(Collected data entries)
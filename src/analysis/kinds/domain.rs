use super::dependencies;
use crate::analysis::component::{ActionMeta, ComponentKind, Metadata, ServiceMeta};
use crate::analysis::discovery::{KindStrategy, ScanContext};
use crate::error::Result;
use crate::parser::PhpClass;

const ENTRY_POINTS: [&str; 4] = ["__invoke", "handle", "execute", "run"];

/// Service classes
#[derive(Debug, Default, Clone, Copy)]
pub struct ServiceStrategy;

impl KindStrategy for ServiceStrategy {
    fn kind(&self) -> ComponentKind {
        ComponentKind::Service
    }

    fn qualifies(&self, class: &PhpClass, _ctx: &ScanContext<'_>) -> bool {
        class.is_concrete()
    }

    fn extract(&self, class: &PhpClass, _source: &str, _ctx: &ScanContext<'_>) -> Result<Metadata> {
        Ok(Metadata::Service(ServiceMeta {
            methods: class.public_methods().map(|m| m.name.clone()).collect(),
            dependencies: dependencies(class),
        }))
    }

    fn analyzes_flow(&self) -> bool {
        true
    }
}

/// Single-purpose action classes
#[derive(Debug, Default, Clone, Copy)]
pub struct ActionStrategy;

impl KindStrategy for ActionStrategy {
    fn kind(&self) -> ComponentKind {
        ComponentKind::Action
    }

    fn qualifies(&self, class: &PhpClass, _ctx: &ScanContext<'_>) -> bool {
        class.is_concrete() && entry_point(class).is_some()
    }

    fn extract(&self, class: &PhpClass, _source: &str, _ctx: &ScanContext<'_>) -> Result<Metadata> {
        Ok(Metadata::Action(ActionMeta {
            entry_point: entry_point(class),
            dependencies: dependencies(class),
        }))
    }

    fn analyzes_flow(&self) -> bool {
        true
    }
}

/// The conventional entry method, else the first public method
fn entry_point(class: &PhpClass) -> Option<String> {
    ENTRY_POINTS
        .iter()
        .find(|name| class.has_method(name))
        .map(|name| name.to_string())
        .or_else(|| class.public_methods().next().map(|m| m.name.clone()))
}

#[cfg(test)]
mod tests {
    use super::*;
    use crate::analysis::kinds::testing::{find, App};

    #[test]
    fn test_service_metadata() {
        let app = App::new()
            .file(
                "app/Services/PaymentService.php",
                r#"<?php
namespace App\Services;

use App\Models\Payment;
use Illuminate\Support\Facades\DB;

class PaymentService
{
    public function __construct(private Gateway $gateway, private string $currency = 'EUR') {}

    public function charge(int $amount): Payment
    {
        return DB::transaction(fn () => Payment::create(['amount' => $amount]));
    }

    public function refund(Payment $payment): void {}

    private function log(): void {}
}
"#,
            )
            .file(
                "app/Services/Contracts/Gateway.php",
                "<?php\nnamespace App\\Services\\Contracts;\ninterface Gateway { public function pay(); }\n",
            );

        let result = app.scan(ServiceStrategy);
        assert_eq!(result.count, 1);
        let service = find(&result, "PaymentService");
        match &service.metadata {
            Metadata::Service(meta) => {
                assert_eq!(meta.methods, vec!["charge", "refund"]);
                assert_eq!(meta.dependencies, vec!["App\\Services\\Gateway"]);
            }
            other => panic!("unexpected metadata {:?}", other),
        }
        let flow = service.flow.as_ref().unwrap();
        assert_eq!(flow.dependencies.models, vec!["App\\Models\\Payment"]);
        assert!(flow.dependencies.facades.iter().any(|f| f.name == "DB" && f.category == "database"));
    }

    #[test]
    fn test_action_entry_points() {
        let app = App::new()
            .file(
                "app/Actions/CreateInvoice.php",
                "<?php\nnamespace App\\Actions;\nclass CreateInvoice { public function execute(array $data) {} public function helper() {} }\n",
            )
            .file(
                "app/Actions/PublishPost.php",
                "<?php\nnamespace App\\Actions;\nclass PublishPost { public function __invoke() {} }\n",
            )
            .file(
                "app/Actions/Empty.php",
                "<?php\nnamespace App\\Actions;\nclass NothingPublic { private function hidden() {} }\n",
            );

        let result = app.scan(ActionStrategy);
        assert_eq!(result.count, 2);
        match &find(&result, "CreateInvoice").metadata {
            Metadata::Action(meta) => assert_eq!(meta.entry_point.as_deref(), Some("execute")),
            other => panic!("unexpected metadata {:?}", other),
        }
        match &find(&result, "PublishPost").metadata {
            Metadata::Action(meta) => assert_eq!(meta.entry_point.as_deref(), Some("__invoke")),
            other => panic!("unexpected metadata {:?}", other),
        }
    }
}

● WORK INSTRUCTIONS
In the records above, the line with "#[cfg(test)]" marks the start and the line with "public function __construct(private" marks the end; copy that stretch exactly, both lines included, and nothing else.

● REPLY TO THE TASK
#[cfg(test)]
mod tests {
    use super::*;
    use crate::analysis::kinds::testing::{find, App};

    #[test]
    fn test_service_metadata() {
        let app = App::new()
            .file(
                "app/Services/PaymentService.php",
                r#"<?php
namespace App\Services;

use App\Models\Payment;
use Illuminate\Support\Facades\DB;

class PaymentService
{
    public function __construct(private Gateway $gateway, private string $currency = 'EUR') {}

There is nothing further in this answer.